■ **Exercise brief**:
Search the entries below for the word "strategies" and copy every line where it appears.

■ **Data in this exercise**:
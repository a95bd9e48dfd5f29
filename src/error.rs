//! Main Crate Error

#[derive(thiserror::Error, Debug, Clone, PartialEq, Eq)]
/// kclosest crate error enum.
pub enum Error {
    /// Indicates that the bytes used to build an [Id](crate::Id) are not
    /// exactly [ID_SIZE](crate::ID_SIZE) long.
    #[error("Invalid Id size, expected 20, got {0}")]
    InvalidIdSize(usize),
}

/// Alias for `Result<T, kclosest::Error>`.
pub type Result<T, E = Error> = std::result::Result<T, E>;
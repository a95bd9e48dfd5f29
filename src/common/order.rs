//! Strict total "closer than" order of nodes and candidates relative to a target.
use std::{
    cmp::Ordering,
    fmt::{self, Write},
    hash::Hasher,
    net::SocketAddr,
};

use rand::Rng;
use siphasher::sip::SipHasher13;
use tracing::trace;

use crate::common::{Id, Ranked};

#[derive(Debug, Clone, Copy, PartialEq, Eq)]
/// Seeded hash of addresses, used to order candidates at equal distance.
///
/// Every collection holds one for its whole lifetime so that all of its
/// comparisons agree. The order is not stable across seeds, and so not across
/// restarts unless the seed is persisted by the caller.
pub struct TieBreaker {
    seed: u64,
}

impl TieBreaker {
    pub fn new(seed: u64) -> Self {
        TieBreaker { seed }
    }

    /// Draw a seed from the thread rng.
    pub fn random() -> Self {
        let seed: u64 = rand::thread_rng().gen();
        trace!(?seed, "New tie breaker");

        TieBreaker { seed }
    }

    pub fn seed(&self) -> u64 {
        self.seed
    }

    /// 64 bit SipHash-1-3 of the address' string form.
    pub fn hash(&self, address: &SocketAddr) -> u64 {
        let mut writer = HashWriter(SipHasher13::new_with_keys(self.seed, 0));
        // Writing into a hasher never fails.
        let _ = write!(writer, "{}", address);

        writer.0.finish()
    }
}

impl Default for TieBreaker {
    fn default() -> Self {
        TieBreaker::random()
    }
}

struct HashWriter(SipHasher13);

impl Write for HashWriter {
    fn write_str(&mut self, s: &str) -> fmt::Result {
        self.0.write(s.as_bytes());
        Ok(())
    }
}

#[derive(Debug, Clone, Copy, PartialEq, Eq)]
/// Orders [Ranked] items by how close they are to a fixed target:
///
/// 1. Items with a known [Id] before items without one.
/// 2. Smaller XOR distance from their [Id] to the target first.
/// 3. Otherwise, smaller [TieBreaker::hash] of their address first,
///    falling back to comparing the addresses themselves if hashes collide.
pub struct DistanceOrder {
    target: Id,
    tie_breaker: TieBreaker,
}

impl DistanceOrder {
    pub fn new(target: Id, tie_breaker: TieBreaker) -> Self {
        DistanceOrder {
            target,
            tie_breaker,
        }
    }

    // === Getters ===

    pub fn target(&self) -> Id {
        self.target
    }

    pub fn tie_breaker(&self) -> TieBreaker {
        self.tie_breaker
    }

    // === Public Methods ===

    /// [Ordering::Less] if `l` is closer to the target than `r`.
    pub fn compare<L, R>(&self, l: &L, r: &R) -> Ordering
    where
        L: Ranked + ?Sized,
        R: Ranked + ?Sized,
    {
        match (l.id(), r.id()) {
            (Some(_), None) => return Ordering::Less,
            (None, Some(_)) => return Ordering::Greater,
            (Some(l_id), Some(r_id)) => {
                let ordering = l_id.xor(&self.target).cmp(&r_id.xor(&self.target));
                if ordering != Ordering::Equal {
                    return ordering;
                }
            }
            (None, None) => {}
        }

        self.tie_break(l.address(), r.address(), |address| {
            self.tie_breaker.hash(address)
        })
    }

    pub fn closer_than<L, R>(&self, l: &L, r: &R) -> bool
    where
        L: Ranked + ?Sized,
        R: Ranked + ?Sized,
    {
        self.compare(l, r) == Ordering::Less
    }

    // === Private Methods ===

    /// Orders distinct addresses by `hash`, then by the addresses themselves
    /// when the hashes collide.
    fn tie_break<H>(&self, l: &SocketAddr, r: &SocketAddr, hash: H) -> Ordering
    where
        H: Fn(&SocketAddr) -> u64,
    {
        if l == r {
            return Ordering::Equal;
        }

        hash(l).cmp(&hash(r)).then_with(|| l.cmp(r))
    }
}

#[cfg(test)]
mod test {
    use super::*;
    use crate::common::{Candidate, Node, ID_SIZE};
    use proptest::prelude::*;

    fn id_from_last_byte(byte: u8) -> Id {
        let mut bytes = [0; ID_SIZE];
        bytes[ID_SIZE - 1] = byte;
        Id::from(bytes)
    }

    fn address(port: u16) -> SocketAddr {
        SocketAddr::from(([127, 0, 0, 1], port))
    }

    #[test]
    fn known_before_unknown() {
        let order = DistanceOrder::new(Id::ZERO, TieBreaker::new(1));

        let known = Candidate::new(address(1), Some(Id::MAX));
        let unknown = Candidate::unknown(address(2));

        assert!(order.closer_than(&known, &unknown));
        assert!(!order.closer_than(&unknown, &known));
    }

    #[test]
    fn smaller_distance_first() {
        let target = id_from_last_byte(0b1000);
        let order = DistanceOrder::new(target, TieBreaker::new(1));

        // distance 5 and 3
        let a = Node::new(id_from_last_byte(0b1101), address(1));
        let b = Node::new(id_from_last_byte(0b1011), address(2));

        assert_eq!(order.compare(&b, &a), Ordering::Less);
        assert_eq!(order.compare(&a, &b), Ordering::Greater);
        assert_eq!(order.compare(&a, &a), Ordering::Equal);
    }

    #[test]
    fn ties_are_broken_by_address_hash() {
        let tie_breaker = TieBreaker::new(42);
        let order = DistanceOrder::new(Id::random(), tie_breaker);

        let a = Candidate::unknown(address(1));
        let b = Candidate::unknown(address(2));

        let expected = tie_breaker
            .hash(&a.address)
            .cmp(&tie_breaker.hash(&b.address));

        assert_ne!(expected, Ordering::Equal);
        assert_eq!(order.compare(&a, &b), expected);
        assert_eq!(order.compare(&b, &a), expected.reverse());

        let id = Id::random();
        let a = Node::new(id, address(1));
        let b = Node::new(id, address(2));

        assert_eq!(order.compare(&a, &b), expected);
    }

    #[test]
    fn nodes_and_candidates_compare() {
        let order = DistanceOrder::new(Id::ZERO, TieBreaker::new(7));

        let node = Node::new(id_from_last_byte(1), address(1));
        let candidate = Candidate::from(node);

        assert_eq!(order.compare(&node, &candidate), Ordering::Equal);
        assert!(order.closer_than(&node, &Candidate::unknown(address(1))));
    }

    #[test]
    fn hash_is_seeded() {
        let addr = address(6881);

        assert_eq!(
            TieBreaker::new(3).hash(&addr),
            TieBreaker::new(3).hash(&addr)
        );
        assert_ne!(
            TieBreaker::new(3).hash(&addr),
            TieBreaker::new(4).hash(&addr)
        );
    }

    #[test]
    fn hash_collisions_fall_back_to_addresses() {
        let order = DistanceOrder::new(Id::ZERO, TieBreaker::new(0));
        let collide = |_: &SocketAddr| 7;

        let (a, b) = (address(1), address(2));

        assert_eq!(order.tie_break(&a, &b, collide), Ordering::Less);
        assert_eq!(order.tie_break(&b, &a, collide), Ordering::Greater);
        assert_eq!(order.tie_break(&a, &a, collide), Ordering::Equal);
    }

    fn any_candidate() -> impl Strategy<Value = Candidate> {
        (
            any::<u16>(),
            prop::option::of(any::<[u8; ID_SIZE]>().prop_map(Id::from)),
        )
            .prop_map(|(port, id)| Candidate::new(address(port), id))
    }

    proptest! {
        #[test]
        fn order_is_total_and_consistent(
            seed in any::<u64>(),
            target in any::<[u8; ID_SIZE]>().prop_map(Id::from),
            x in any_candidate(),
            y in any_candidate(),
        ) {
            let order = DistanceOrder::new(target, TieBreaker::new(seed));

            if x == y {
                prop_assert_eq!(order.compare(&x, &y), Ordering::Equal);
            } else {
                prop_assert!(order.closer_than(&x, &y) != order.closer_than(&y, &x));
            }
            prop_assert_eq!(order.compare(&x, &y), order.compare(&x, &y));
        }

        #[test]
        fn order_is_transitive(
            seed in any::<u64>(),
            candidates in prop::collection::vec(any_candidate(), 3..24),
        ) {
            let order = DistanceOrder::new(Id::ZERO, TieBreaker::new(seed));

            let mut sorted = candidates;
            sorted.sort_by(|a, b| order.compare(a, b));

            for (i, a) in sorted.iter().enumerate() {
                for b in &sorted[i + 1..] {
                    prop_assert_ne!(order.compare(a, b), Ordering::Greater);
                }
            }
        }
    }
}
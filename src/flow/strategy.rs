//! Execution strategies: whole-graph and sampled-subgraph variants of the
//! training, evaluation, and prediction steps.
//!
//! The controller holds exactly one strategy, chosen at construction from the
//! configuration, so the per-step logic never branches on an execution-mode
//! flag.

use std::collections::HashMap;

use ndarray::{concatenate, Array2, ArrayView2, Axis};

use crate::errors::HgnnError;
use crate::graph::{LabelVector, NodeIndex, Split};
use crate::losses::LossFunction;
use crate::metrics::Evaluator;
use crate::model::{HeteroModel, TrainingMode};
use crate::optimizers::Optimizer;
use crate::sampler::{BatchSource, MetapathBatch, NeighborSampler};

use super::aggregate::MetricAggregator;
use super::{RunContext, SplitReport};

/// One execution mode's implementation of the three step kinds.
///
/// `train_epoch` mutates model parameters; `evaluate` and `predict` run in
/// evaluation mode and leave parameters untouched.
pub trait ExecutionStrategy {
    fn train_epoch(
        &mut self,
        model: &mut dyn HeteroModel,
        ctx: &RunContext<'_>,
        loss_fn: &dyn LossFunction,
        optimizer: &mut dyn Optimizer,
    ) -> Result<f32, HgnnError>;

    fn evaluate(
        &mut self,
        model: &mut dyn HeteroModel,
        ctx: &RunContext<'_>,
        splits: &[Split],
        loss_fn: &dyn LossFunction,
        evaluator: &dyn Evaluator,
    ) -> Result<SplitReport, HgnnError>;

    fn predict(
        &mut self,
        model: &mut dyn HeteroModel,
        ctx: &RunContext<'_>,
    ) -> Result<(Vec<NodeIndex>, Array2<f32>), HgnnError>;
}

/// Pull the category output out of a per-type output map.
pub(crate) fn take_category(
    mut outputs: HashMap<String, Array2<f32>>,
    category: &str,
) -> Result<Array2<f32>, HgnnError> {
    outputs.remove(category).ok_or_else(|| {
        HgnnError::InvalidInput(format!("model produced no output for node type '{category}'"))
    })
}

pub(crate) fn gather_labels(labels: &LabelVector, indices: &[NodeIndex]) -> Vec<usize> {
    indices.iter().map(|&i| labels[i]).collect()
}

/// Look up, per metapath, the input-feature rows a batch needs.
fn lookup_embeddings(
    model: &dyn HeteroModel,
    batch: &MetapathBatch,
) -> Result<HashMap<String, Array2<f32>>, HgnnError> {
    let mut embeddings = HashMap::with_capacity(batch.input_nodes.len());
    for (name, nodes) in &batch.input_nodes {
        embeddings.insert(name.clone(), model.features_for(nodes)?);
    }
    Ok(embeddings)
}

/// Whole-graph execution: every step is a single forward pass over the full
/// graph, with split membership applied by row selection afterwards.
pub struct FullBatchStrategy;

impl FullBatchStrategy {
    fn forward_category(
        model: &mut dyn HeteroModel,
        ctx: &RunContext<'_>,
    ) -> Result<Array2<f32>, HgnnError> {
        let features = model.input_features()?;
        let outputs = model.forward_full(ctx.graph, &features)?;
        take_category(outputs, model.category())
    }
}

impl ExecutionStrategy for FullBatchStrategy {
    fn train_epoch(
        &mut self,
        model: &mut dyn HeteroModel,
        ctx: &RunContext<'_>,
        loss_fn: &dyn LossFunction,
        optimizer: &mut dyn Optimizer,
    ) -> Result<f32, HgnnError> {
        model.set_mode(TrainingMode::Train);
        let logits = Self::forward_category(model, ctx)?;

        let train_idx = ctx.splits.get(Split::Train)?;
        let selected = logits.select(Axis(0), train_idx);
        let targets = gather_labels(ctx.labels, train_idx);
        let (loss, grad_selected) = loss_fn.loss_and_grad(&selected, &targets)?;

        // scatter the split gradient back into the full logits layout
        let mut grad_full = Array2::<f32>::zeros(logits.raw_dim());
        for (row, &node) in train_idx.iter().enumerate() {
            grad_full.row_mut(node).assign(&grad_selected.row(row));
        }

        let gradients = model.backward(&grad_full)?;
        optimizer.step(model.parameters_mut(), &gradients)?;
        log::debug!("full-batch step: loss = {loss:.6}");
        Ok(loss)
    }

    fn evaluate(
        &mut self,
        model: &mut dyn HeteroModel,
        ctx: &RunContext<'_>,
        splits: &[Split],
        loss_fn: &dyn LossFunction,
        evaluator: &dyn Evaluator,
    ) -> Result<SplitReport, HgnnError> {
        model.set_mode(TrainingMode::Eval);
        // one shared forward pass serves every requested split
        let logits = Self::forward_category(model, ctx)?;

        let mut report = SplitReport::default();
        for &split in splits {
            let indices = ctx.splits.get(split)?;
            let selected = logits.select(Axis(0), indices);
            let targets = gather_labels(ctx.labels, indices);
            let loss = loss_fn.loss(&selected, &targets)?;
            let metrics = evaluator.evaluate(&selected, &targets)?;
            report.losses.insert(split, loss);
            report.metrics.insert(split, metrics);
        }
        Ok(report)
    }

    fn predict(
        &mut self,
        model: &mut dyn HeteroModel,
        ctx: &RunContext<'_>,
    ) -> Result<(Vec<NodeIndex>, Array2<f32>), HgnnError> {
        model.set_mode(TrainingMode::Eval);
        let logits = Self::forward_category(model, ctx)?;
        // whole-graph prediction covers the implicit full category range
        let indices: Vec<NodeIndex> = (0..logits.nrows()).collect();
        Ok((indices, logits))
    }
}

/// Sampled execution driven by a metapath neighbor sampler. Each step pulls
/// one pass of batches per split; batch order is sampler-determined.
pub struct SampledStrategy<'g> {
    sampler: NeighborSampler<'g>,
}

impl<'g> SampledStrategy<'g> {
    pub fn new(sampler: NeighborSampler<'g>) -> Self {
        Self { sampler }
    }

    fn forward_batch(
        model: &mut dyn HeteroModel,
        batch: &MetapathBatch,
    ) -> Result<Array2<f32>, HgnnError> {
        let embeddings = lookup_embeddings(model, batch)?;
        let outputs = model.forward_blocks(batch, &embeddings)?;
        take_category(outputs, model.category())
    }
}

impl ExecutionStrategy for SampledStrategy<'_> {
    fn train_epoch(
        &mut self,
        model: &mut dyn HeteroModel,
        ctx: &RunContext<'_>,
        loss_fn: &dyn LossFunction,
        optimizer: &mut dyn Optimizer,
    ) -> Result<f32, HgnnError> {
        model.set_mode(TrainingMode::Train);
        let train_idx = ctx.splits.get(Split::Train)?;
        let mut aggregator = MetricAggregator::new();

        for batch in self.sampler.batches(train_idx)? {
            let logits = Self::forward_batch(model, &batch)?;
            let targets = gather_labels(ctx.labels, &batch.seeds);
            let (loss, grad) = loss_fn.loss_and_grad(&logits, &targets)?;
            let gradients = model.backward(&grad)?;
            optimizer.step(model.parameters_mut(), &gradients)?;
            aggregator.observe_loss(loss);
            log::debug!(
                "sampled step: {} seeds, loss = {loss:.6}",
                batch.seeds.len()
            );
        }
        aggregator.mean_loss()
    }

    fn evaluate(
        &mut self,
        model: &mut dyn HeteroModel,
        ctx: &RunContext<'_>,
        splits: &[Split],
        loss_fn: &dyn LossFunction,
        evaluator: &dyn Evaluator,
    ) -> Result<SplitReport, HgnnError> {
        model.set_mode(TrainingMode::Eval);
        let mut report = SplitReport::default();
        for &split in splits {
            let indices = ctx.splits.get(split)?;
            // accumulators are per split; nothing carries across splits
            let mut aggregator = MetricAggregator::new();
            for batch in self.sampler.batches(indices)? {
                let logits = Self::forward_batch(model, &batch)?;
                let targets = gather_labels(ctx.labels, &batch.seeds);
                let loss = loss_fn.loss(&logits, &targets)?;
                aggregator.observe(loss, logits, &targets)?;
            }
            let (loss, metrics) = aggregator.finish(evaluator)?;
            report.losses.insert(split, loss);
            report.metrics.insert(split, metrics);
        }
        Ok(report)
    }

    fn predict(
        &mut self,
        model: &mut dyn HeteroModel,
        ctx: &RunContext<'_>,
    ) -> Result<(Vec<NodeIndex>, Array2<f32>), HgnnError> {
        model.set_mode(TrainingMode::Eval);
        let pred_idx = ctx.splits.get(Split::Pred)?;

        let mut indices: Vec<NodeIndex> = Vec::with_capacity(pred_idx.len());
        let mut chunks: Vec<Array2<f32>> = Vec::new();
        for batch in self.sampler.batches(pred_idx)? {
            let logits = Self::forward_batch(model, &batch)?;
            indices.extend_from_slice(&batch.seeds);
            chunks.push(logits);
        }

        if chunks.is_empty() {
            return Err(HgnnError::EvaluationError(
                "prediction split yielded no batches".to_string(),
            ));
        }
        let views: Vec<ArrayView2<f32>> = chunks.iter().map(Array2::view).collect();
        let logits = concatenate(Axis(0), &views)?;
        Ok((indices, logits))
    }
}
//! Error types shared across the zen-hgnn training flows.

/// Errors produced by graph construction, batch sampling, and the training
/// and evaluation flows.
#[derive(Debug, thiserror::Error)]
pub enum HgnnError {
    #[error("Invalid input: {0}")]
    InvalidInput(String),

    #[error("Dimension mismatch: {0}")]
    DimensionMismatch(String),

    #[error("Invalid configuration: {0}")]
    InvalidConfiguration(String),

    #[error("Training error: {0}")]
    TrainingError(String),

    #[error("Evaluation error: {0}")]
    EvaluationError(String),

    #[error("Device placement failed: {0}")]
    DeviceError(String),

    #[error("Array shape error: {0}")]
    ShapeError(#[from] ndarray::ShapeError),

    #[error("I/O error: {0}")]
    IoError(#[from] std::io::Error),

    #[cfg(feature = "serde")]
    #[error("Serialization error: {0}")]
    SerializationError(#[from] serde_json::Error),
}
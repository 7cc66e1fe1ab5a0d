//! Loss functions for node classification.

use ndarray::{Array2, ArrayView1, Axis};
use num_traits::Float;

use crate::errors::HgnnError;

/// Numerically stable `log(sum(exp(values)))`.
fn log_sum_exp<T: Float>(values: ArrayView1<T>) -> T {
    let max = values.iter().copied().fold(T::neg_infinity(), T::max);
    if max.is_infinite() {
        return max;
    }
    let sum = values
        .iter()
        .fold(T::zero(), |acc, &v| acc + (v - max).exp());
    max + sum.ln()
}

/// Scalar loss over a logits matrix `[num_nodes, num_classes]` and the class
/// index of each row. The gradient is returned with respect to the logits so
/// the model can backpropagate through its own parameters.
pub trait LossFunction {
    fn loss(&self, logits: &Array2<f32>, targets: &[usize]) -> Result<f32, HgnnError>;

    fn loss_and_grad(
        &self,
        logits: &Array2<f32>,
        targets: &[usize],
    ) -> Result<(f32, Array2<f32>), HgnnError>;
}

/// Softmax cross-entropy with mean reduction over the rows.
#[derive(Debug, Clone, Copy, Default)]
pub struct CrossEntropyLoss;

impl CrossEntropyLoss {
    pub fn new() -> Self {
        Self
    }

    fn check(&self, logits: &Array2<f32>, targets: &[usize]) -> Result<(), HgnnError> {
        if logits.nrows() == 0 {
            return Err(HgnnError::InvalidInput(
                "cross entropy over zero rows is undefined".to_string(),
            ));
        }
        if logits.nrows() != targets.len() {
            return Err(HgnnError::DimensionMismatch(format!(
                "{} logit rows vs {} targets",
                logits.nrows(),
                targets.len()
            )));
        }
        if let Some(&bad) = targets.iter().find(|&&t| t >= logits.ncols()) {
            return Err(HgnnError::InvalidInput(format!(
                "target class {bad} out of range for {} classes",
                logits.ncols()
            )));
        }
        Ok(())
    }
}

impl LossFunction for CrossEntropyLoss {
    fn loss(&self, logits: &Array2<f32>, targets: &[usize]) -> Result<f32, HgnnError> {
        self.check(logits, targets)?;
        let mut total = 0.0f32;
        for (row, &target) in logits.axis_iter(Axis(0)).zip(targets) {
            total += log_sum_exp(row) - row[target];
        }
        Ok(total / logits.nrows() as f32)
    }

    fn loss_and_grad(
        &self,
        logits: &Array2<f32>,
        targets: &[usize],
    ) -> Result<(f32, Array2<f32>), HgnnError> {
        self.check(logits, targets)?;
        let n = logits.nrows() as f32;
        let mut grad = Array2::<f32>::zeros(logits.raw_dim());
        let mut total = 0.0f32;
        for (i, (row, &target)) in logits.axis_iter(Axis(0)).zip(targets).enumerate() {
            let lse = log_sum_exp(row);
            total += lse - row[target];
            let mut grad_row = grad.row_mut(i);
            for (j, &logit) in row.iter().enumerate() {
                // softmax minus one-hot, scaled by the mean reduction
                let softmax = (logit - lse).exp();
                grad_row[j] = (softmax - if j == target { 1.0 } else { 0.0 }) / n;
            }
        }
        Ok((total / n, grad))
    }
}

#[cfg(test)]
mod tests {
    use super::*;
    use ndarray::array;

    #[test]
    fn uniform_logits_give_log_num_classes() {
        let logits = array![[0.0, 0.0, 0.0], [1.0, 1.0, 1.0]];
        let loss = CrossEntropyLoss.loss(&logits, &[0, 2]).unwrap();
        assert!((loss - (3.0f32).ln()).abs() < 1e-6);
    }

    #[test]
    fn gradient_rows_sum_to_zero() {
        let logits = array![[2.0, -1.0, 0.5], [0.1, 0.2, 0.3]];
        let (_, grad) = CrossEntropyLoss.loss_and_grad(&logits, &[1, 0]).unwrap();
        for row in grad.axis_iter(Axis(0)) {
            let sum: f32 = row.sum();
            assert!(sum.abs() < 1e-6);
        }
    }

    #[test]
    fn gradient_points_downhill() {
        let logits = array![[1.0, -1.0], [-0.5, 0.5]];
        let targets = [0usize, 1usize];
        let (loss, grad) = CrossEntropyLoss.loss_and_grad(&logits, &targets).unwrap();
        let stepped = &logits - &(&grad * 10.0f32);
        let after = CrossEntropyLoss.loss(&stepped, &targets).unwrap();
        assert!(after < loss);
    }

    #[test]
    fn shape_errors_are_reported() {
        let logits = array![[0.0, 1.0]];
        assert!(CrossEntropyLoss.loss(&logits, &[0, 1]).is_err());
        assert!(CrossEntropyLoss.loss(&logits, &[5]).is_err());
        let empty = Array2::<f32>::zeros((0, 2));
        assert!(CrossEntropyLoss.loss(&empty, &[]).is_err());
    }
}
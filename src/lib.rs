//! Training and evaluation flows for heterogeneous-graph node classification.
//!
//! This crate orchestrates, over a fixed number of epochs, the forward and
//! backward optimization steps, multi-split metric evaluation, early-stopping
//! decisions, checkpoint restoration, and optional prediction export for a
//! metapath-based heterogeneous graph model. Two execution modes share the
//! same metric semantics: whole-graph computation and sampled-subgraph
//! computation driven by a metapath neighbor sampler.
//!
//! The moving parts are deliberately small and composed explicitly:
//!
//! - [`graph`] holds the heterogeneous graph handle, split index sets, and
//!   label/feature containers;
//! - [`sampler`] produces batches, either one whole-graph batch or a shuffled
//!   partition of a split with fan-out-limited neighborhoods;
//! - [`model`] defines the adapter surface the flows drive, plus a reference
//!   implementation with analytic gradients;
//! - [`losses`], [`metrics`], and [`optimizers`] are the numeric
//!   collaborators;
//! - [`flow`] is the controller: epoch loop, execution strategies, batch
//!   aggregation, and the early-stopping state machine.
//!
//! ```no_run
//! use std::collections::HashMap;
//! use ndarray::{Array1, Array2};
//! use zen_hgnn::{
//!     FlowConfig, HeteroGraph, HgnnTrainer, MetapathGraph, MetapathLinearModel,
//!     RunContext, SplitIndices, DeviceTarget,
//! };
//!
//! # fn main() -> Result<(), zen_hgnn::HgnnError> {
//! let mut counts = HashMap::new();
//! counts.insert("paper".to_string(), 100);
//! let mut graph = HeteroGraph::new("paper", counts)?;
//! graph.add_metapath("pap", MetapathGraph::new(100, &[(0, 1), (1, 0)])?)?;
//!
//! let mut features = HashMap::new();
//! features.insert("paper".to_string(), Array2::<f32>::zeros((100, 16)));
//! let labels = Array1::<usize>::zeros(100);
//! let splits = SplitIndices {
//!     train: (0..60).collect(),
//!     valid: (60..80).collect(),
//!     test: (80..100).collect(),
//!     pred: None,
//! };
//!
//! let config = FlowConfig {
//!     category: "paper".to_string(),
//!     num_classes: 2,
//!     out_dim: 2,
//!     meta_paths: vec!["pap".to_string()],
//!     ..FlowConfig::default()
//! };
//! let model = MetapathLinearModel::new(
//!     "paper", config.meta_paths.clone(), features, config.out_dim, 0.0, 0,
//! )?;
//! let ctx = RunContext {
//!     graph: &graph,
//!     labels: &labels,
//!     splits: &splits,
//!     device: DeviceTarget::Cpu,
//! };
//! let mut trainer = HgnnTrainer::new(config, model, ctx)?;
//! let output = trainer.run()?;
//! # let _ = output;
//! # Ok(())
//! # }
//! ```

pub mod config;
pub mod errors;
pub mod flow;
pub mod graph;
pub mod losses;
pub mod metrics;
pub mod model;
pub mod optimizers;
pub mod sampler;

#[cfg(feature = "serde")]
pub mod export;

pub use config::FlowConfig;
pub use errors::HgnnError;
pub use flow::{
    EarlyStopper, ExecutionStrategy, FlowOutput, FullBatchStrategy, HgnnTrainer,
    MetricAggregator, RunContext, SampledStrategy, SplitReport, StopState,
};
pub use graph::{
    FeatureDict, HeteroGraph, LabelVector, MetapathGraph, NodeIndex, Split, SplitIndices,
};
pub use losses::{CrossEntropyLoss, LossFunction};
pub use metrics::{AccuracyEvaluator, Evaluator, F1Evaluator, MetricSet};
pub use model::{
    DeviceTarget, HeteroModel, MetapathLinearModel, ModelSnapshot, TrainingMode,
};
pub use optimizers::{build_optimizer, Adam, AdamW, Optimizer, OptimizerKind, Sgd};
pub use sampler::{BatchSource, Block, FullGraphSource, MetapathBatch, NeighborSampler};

■ **Exercise solution**:
//! Execution strategies: whole-graph and sampled-subgraph variants of the
//! - [`flow`] is the controller: epoch loop, execution strategies, batch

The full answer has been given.